*** Opening of The data ***

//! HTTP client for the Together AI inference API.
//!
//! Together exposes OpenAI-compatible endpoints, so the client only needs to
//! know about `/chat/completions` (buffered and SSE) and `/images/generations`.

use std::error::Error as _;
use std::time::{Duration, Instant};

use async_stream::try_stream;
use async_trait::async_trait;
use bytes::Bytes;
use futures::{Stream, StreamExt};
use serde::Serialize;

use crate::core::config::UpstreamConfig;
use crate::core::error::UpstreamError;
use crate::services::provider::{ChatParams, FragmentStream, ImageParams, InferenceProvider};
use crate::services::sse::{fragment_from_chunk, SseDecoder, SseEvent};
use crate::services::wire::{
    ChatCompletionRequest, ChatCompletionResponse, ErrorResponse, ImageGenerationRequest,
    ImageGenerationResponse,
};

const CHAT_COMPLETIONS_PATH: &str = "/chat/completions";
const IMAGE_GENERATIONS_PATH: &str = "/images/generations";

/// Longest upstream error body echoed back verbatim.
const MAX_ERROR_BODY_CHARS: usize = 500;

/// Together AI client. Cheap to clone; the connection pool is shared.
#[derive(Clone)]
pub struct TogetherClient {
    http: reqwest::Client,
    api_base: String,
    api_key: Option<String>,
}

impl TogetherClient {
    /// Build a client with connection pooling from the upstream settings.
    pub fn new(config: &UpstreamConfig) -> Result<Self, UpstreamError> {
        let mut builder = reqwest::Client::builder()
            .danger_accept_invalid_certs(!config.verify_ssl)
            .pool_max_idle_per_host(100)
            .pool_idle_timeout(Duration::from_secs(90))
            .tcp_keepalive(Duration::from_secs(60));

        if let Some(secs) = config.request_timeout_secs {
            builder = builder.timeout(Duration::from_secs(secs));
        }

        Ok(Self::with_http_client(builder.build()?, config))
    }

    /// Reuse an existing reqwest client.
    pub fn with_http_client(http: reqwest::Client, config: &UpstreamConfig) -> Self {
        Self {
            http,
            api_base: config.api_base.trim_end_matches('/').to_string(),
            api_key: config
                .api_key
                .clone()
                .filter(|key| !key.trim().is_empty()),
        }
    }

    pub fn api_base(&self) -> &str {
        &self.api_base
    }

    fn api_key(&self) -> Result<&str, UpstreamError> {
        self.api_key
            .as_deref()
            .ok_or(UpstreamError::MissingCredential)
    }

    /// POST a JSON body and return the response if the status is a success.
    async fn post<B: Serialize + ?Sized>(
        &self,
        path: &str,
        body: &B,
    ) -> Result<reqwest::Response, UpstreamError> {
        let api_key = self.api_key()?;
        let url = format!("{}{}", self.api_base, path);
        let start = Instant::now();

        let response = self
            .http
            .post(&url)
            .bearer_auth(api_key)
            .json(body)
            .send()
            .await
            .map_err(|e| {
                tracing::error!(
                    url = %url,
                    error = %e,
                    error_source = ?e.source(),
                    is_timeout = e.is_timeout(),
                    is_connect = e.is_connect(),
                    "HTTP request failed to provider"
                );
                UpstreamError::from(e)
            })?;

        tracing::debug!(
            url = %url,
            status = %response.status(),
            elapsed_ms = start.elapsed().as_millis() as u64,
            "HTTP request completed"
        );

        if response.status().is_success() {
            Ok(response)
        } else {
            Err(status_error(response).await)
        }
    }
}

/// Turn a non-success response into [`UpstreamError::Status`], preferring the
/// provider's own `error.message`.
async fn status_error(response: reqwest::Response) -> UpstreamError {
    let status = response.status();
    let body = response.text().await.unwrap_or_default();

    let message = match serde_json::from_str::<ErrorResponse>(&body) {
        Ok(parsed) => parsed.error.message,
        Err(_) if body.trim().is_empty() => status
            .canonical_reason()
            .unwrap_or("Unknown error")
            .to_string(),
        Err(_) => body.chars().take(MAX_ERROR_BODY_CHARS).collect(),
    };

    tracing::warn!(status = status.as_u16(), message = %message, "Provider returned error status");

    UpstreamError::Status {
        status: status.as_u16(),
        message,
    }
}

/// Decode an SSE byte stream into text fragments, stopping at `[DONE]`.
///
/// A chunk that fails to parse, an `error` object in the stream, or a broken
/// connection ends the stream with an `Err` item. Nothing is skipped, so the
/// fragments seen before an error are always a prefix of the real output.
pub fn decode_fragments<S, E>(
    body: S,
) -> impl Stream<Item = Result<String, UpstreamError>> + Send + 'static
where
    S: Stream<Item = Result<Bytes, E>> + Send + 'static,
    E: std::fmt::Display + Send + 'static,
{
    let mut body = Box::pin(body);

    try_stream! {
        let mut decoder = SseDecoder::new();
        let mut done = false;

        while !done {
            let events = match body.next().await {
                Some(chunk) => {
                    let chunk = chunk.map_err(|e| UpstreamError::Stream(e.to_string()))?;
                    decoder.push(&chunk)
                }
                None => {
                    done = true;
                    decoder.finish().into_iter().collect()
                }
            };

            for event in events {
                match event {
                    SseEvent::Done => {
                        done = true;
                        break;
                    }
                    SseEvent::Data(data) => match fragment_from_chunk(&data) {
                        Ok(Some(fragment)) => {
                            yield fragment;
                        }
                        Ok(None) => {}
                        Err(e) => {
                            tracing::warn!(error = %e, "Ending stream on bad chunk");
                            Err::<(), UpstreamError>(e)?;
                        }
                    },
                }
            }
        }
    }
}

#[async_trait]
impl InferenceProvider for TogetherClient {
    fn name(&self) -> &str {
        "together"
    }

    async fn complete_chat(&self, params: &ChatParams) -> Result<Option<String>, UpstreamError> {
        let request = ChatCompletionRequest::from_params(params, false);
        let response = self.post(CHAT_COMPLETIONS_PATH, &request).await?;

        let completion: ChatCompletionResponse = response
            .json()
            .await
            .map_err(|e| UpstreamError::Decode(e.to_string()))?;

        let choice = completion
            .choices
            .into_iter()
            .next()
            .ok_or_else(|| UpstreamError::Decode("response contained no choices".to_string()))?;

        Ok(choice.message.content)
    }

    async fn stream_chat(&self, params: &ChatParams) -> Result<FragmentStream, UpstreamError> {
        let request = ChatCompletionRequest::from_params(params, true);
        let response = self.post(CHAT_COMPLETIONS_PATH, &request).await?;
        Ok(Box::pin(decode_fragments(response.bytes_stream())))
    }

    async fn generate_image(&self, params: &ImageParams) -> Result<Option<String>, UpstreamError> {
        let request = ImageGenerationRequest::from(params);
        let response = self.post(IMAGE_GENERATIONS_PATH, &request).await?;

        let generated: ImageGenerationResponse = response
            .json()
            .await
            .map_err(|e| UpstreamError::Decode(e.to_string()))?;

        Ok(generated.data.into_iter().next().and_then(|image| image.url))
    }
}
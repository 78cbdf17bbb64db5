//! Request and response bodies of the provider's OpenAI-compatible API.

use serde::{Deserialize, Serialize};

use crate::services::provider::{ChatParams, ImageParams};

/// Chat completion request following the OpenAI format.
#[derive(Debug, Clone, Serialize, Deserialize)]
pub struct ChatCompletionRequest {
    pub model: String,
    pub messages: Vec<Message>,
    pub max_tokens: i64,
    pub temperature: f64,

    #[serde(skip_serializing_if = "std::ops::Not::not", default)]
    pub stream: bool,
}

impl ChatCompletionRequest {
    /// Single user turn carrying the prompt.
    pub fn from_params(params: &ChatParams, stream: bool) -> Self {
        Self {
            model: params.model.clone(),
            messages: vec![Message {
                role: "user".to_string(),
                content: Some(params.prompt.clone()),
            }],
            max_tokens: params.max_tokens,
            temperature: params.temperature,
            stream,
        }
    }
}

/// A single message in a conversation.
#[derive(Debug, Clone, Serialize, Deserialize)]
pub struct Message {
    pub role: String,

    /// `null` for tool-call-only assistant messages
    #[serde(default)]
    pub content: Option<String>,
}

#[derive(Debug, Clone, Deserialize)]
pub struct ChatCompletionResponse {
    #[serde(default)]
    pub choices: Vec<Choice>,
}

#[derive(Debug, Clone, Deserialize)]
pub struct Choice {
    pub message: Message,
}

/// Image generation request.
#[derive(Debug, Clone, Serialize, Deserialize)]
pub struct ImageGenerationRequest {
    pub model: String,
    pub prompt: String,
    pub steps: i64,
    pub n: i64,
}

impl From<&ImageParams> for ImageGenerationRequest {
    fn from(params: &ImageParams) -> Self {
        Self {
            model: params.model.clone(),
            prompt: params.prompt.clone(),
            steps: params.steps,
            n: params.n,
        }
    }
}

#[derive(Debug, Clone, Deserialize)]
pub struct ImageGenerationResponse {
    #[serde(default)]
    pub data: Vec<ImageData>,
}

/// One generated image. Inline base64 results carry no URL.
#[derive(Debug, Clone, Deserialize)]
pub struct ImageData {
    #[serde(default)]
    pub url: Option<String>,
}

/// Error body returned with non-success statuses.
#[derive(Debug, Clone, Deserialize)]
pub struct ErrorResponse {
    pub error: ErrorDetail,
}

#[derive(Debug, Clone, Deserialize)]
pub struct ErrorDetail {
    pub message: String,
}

*** Close of The data ***

__What the exercise asks__: Output only the count of lines in the data containing "static".

__Answer__: 3